TASK BRIEF — In the listing below, find the line holding "on the account." and the line holding "pub struct HttpApi". Write out those two lines and all lines between, exactly, and nothing more.

SUPPLIED RECORDS —
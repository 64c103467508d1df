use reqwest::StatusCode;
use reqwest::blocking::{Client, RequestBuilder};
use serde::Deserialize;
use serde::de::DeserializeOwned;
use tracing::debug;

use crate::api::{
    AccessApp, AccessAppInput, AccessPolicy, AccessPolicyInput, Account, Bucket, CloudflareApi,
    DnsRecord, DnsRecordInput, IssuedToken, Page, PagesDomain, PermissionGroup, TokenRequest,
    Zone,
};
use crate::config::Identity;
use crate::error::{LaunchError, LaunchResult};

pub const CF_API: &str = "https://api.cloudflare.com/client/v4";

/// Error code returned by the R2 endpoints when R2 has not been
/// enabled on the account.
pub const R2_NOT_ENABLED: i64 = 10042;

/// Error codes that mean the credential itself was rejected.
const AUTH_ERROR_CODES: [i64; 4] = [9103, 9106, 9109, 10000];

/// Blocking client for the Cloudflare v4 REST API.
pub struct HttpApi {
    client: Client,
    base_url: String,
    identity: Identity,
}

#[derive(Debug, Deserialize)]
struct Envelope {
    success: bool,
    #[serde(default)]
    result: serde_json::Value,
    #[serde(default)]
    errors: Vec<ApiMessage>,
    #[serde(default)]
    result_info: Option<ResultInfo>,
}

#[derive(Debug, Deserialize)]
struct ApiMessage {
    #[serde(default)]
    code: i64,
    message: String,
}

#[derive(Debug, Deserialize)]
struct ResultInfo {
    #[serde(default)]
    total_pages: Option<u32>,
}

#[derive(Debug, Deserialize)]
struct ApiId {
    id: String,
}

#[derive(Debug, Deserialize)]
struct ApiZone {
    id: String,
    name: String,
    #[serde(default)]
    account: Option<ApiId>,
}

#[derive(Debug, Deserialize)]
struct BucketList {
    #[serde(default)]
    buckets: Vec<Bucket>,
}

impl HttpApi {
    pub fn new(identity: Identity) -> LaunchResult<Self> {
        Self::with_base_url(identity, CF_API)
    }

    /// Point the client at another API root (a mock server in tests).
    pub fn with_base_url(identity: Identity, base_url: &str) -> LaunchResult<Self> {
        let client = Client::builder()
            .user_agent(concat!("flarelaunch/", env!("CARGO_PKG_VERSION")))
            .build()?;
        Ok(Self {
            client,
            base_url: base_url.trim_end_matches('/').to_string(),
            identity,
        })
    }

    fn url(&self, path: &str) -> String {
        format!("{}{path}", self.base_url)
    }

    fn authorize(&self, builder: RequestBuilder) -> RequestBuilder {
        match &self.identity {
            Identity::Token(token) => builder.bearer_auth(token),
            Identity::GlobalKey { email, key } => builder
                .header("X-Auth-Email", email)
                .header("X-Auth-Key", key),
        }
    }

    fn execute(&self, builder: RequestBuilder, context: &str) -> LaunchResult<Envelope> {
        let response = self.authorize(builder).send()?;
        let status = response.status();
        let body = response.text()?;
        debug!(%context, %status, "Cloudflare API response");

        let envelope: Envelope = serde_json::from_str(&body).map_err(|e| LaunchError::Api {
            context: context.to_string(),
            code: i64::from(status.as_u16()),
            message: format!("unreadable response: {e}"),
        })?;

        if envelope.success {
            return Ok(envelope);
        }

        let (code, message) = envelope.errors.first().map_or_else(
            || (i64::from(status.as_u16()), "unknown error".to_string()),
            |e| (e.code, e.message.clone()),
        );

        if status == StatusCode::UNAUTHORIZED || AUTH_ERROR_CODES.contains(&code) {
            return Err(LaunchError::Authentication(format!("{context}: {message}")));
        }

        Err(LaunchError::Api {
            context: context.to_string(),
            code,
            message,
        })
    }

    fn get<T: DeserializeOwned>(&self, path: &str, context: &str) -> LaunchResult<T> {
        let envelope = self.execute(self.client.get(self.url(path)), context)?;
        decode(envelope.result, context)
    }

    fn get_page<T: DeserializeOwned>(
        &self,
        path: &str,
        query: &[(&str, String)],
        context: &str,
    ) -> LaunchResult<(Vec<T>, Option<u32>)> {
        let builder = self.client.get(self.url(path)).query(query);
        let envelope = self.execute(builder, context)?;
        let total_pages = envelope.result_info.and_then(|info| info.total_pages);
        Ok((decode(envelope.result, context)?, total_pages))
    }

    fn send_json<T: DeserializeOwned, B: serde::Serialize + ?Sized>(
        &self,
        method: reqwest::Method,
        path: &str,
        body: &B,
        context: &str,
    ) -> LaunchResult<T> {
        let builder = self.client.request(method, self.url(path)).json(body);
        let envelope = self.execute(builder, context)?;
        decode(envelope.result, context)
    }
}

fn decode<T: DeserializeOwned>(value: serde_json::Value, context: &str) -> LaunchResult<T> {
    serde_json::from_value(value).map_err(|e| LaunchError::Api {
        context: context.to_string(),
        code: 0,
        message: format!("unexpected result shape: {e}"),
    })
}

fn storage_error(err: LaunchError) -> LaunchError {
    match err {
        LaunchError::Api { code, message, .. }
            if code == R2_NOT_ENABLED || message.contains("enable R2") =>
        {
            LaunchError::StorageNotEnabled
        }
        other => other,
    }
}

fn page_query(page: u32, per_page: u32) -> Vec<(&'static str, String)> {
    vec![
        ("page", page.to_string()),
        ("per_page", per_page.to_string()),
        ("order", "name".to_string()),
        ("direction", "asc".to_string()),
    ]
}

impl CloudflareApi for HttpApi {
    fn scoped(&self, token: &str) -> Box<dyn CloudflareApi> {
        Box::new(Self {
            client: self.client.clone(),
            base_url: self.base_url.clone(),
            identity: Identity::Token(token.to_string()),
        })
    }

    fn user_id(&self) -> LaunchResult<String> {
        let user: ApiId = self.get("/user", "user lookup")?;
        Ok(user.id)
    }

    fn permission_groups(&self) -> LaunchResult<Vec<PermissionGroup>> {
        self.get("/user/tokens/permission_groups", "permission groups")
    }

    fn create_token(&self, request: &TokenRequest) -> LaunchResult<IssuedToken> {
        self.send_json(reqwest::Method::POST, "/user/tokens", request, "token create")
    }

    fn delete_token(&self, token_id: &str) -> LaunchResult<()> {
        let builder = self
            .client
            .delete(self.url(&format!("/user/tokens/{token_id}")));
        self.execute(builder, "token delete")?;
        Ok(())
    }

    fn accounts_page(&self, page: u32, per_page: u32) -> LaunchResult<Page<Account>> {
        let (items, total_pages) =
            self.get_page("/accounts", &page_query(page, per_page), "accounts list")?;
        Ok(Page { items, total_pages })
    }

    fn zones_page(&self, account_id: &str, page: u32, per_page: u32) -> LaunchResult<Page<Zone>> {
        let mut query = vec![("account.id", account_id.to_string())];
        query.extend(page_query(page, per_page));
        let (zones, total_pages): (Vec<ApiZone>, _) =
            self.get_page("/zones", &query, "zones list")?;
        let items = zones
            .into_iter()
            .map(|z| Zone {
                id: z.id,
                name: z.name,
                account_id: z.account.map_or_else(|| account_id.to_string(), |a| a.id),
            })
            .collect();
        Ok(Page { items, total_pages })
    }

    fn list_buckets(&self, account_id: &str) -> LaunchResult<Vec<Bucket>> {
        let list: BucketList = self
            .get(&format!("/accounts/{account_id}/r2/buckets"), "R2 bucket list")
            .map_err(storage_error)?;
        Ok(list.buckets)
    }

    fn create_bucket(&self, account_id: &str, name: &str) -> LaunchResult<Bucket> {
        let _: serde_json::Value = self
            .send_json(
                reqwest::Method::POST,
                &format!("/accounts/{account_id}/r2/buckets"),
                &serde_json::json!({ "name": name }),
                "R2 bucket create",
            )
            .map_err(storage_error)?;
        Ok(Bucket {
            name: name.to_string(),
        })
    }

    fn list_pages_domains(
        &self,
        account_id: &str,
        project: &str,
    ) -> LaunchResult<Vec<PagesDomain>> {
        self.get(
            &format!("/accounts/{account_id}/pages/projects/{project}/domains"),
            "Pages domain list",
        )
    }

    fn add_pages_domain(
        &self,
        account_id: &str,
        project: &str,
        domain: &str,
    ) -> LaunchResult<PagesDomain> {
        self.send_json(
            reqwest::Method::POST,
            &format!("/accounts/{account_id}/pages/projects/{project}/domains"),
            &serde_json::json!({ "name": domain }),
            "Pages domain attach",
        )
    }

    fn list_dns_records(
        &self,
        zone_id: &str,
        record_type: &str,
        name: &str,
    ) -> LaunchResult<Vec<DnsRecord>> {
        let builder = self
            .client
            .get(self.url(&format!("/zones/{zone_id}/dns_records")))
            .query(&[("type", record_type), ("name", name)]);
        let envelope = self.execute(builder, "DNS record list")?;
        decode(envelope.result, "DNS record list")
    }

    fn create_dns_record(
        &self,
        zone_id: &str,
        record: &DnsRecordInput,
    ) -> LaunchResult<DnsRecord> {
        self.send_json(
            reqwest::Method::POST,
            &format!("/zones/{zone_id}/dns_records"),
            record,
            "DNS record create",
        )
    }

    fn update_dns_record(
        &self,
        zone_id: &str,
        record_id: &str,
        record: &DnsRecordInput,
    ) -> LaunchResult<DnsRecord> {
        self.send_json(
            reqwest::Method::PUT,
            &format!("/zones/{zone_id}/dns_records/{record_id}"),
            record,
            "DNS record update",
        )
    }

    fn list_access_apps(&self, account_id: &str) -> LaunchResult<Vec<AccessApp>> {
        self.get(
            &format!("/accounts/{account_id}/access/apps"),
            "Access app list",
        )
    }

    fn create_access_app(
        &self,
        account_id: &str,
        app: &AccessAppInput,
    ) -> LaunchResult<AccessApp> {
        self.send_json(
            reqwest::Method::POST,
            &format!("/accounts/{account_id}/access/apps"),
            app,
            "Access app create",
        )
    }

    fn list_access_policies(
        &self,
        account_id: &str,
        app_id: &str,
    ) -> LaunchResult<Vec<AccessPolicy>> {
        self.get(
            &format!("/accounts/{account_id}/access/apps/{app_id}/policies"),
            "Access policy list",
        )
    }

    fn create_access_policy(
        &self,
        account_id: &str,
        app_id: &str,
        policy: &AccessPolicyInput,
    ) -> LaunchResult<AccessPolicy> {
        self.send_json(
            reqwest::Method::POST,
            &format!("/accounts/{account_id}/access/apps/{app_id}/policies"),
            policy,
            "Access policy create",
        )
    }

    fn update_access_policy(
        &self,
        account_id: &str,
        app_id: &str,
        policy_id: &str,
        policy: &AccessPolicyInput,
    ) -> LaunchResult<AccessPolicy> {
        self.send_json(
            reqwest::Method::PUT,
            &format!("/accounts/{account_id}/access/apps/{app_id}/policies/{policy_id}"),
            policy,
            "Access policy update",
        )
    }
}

RESPONSE TO THE TASK —
/// enabled on the account.
pub const R2_NOT_ENABLED: i64 = 10042;

/// Error codes that mean the credential itself was rejected.
const AUTH_ERROR_CODES: [i64; 4] = [9103, 9106, 9109, 10000];

/// Blocking client for the Cloudflare v4 REST API.
pub struct HttpApi {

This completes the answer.